• _Problem statement_
Each line in the entries that has the word "GatewayRegistry" has to be copied.
-- Opening Marker --
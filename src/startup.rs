//! Wires storage, gateways and the campaign client from [`Config`].

use crate::campaigns::{HttpCampaignClient, InMemoryCampaigns};
use crate::config::profiles::GatewayMode;
use crate::config::Config;
use crate::db::{
    self, InMemoryLedgerStore, InMemoryPaymentIntentRepository, PgLedgerStore,
    PgPaymentIntentRepository,
};
use crate::domain::GatewayKind;
use crate::events::{BroadcastNotifier, LogNotifier};
use crate::gateway::{CardGatewayAdapter, GatewayRegistry, PixGatewayAdapter, SandboxGateway};
use crate::health::{HealthChecker, HttpServiceChecker, PostgresChecker};
use crate::ports::{CampaignDirectory, LedgerStore, NotificationSink, PaymentIntentRepository};
use crate::services::{CoordinatorSettings, Ledger, ReconciliationCoordinator};
use sqlx::PgPool;
use std::sync::Arc;

const EVENT_CHANNEL_CAPACITY: usize = 256;

pub struct Services {
    pub coordinator: Arc<ReconciliationCoordinator>,
    pub notifier: BroadcastNotifier,
    pub health: HealthChecker,
    pub pool: Option<PgPool>,
}

pub fn coordinator_settings(config: &Config) -> CoordinatorSettings {
    CoordinatorSettings {
        currency: config.currency.clone(),
        intent_ttl: config.intent_ttl(),
        gateway_timeout: config.gateway_timeout(),
        max_payment_cents: config.max_payment_cents,
        max_settle_attempts: config.max_settle_attempts,
        ..CoordinatorSettings::default()
    }
}

pub fn gateway_registry(config: &Config) -> GatewayRegistry {
    match config.gateway_mode {
        GatewayMode::Sandbox => GatewayRegistry::new()
            .with_adapter(Arc::new(SandboxGateway::new(
                GatewayKind::Pix,
                &config.pix_webhook_secret,
            )))
            .with_adapter(Arc::new(SandboxGateway::new(
                GatewayKind::Card,
                &config.card_webhook_secret,
            ))),
        GatewayMode::Live => GatewayRegistry::new()
            .with_adapter(Arc::new(PixGatewayAdapter::new(
                config.pix_gateway_url.clone(),
                config.pix_api_key.clone(),
                config.pix_webhook_secret.clone(),
                config.gateway_timeout(),
                config.pix_ttl_secs,
            )))
            .with_adapter(Arc::new(CardGatewayAdapter::new(
                config.card_gateway_url.clone(),
                config.card_api_key.clone(),
                config.card_webhook_secret.clone(),
                config.gateway_timeout(),
            ))),
    }
}

fn campaign_directory(config: &Config) -> anyhow::Result<Arc<dyn CampaignDirectory>> {
    match (&config.campaign_api_url, config.gateway_mode) {
        (Some(url), _) => Ok(Arc::new(HttpCampaignClient::new(
            url.clone(),
            config.campaign_api_token.clone(),
            config.gateway_timeout(),
        ))),
        (None, GatewayMode::Sandbox) => {
            tracing::warn!("CAMPAIGN_API_URL not set, using an empty in-memory campaign directory");
            Ok(Arc::new(InMemoryCampaigns::new()))
        }
        (None, GatewayMode::Live) => anyhow::bail!("CAMPAIGN_API_URL is required in live mode"),
    }
}

/// Builds the coordinator and its collaborators for the server. Payment events go
/// out on the broadcast channel. Does not run migrations.
pub async fn build_services(config: &Config) -> anyhow::Result<Services> {
    build(config, None).await
}

/// Same wiring for CLI one-shots, which have no subscribers: events are logged.
pub async fn build_cli_services(config: &Config) -> anyhow::Result<Services> {
    build(config, Some(Arc::new(LogNotifier))).await
}

async fn build(
    config: &Config,
    sink: Option<Arc<dyn NotificationSink>>,
) -> anyhow::Result<Services> {
    let pool = match &config.database_url {
        Some(url) => Some(db::create_pool(url, config.database_max_connections).await?),
        None => None,
    };

    let (ledger_store, intents): (Arc<dyn LedgerStore>, Arc<dyn PaymentIntentRepository>) =
        match &pool {
            Some(pool) => (
                Arc::new(PgLedgerStore::new(pool.clone())),
                Arc::new(PgPaymentIntentRepository::new(pool.clone())),
            ),
            None => {
                tracing::warn!("DATABASE_URL not set, payments and ledger are kept in memory");
                (
                    Arc::new(InMemoryLedgerStore::new()),
                    Arc::new(InMemoryPaymentIntentRepository::new()),
                )
            }
        };

    let notifier = BroadcastNotifier::new(EVENT_CHANNEL_CAPACITY);
    let sink = sink.unwrap_or_else(|| Arc::new(notifier.clone()));

    let coordinator = Arc::new(ReconciliationCoordinator::new(
        Ledger::new(ledger_store),
        intents,
        gateway_registry(config),
        campaign_directory(config)?,
        sink,
        coordinator_settings(config),
    ));

    let mut health = HealthChecker::new();
    if let Some(pool) = &pool {
        health = health.add_checker(Box::new(PostgresChecker::new(pool.clone())));
    }
    if config.gateway_mode == GatewayMode::Live {
        health = health
            .add_checker(Box::new(HttpServiceChecker::new(
                "pix_gateway",
                config.pix_gateway_url.clone(),
            )))
            .add_checker(Box::new(HttpServiceChecker::new(
                "card_gateway",
                config.card_gateway_url.clone(),
            )));
    }
    if let Some(url) = &config.campaign_api_url {
        health = health.add_checker(Box::new(HttpServiceChecker::new("campaigns", url.clone())));
    }

    tracing::info!(
        gateway_mode = ?config.gateway_mode,
        gateways = ?coordinator.gateways().kinds(),
        persistent = pool.is_some(),
        "Payment services ready"
    );

    Ok(Services {
        coordinator,
        notifier,
        health,
        pool,
    })
}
-- Closing Marker --
• _Your solution_
use crate::gateway::{CardGatewayAdapter, GatewayRegistry, PixGatewayAdapter, SandboxGateway};
pub fn gateway_registry(config: &Config) -> GatewayRegistry {
        GatewayMode::Sandbox => GatewayRegistry::new()
        GatewayMode::Live => GatewayRegistry::new()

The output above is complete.